- The problem -
Look through the records below, count the lines with the word "Malformed", and reply with only the number.

(Stored data)
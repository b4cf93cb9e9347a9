use serde_json::{Number, Value};

use crate::status::StatusHooks;

/// A decoded `set` command. Each field is already coerced to its wire domain.
#[derive(Debug, Clone, Copy, PartialEq, Eq, Default)]
pub struct SetCommand {
    pub power: Option<bool>,
    pub brightness: Option<u8>,
}

#[derive(Debug, Clone, PartialEq, Eq)]
pub enum IgnoreReason {
    Malformed,
    MissingType,
    UnknownType(String),
}

#[derive(Debug, Clone, PartialEq, Eq)]
pub enum Decoded {
    Set(SetCommand),
    Ignored(IgnoreReason),
}

/// Which mutators a command actually reached.
#[derive(Debug, Clone, Copy, PartialEq, Eq, Default)]
pub struct Applied {
    pub power: bool,
    pub brightness: bool,
}

impl Applied {
    pub fn any(self) -> bool {
        self.power || self.brightness
    }
}

pub fn decode_command(raw: &[u8]) -> Decoded {
    let Ok(value) = serde_json::from_slice::<Value>(raw) else {
        return Decoded::Ignored(IgnoreReason::Malformed);
    };
    let Value::Object(fields) = value else {
        return Decoded::Ignored(IgnoreReason::MissingType);
    };
    match fields.get("type").and_then(Value::as_str) {
        Some("set") => {}
        Some(other) => return Decoded::Ignored(IgnoreReason::UnknownType(other.to_string())),
        None => return Decoded::Ignored(IgnoreReason::MissingType),
    }

    Decoded::Set(SetCommand {
        power: fields.get("on").map(coerce_power),
        brightness: fields.get("b").map(coerce_brightness),
    })
}

/// Invokes each present field's writer at most once.
pub fn apply_command(status: &StatusHooks, command: SetCommand) -> Applied {
    Applied {
        power: command.power.is_some_and(|on| status.power.write(on)),
        brightness: command
            .brightness
            .is_some_and(|level| status.brightness.write(level)),
    }
}

pub fn coerce_power(value: &Value) -> bool {
    match value {
        Value::Bool(on) => *on,
        Value::Number(n) => n.as_f64().is_some_and(|v| v != 0.0),
        Value::String(s) => {
            let s = s.trim();
            s.eq_ignore_ascii_case("true") || s.parse::<f64>().is_ok_and(|v| v != 0.0)
        }
        _ => false,
    }
}

/// Reduces any JSON value to 0..=255 by wrapping at the 8-bit boundary.
pub fn coerce_brightness(value: &Value) -> u8 {
    match value {
        Value::Number(n) => wrap_number(n),
        Value::Bool(on) => u8::from(*on),
        Value::String(s) => {
            let s = s.trim();
            s.parse::<i64>()
                .map(wrap_integer)
                .or_else(|_| s.parse::<f64>().map(wrap_float))
                .unwrap_or(0)
        }
        _ => 0,
    }
}

fn wrap_number(n: &Number) -> u8 {
    if let Some(v) = n.as_i64() {
        return wrap_integer(v);
    }
    if let Some(v) = n.as_u64() {
        return v as u8;
    }
    n.as_f64().map_or(0, wrap_float)
}

fn wrap_integer(v: i64) -> u8 {
    v as u8
}

fn wrap_float(v: f64) -> u8 {
    wrap_integer(v.trunc() as i64)
}

#[cfg(test)]
#[path = "tests/decoder_tests.rs"]
mod tests;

- Exercise output -
2